Lipid Droplets mediated Japanese Encephalitis Virus small Extracellular Vesicle Release

Lipid droplets (LDs) and small Extracellular Vesicles (sEVs) are classically known for lipid metabolism and intercellular communication, respectively. Here, we reveal a mechanistic connection between LD dynamics and sEV-mediated non-lytic release of Japanese Encephalitis Virus (JEV) from neuronal cells. Using Neuro2A, SH-SY5Y, N9 microglia, and primary cortical neurons, we show that JEV is packaged within sEVs (∼200 nm) through an ESCRT-independent, neutral sphingomyelinase 2 (nSMase2)/ ceramide-dependent pathway. Virions inside sEVs display a higher JEV Premature Membrane/Membrane protein (PrM/M) ratio compared to those released via the conventional secretory pathway. Although containing a higher proportion of premature virions than mature ones, sEV-associated JEV virions gain an evolutionary advantage by evading immune detection and delivering multiple virions to recipient cells, thereby increasing overall infection efficiency.

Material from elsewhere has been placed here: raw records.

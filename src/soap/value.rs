//! Request parameter values
//!
//! A request body is an ordered list of named values. A value is either a
//! scalar string or a nested list, which is how metadata entries and ACL
//! grant lists are expressed on the wire.

/// A single parameter value
#[derive(Debug, Clone, PartialEq, Eq)]
pub enum Value {
    Scalar(String),
    List(Params),
}

impl Value {
    /// Scalar text, `None` for nested lists
    pub fn as_str(&self) -> Option<&str> {
        match self {
            Value::Scalar(s) => Some(s),
            Value::List(_) => None,
        }
    }

    /// Nested list, `None` for scalars
    pub fn as_list(&self) -> Option<&Params> {
        match self {
            Value::Scalar(_) => None,
            Value::List(params) => Some(params),
        }
    }
}

impl From<&str> for Value {
    fn from(s: &str) -> Self {
        Value::Scalar(s.to_string())
    }
}

impl From<String> for Value {
    fn from(s: String) -> Self {
        Value::Scalar(s)
    }
}

impl From<&String> for Value {
    fn from(s: &String) -> Self {
        Value::Scalar(s.clone())
    }
}

impl From<bool> for Value {
    fn from(b: bool) -> Self {
        Value::Scalar(if b { "true" } else { "false" }.to_string())
    }
}

impl From<usize> for Value {
    fn from(n: usize) -> Self {
        Value::Scalar(n.to_string())
    }
}

impl From<u64> for Value {
    fn from(n: u64) -> Self {
        Value::Scalar(n.to_string())
    }
}

impl From<Params> for Value {
    fn from(params: Params) -> Self {
        Value::List(params)
    }
}

/// Ordered list of `(name, value)` pairs. Names may repeat.
#[derive(Debug, Clone, Default, PartialEq, Eq)]
pub struct Params(Vec<(String, Value)>);

impl Params {
    pub fn new() -> Self {
        Self(Vec::new())
    }

    /// Builder-style append
    pub fn with(mut self, name: impl Into<String>, value: impl Into<Value>) -> Self {
        self.push(name, value);
        self
    }

    pub fn push(&mut self, name: impl Into<String>, value: impl Into<Value>) {
        self.0.push((name.into(), value.into()));
    }

    /// First value stored under `name`
    pub fn get(&self, name: &str) -> Option<&Value> {
        self.0.iter().find(|(n, _)| n == name).map(|(_, v)| v)
    }

    pub fn iter(&self) -> impl Iterator<Item = (&str, &Value)> {
        self.0.iter().map(|(n, v)| (n.as_str(), v))
    }

    pub fn names(&self) -> Vec<&str> {
        self.0.iter().map(|(n, _)| n.as_str()).collect()
    }

    pub fn len(&self) -> usize {
        self.0.len()
    }

    pub fn is_empty(&self) -> bool {
        self.0.is_empty()
    }
}

impl<N: Into<String>, V: Into<Value>> FromIterator<(N, V)> for Params {
    fn from_iter<I: IntoIterator<Item = (N, V)>>(iter: I) -> Self {
        Self(
            iter.into_iter()
                .map(|(n, v)| (n.into(), v.into()))
                .collect(),
        )
    }
}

Temporal profiling showed early cytoplasmic LD enrichment (from 6 hpi), followed by a surge in sEV release from 14 hpi, suggesting sequential roles for LDs and sEVs. nSMase2 inhibition decreased sEV-mediated egress without affecting viral replication, but increased cytoplasmic LD abundance, consistent with LD underutilization in multivesicular bodies (MVB) biogenesis. Our findings identify LDs as facilitators of MVB formation and nSMase2 as a key driver of sEV-mediated viral exit, revealing parallel yet coordinated pathways in JEV’s stealthy egress.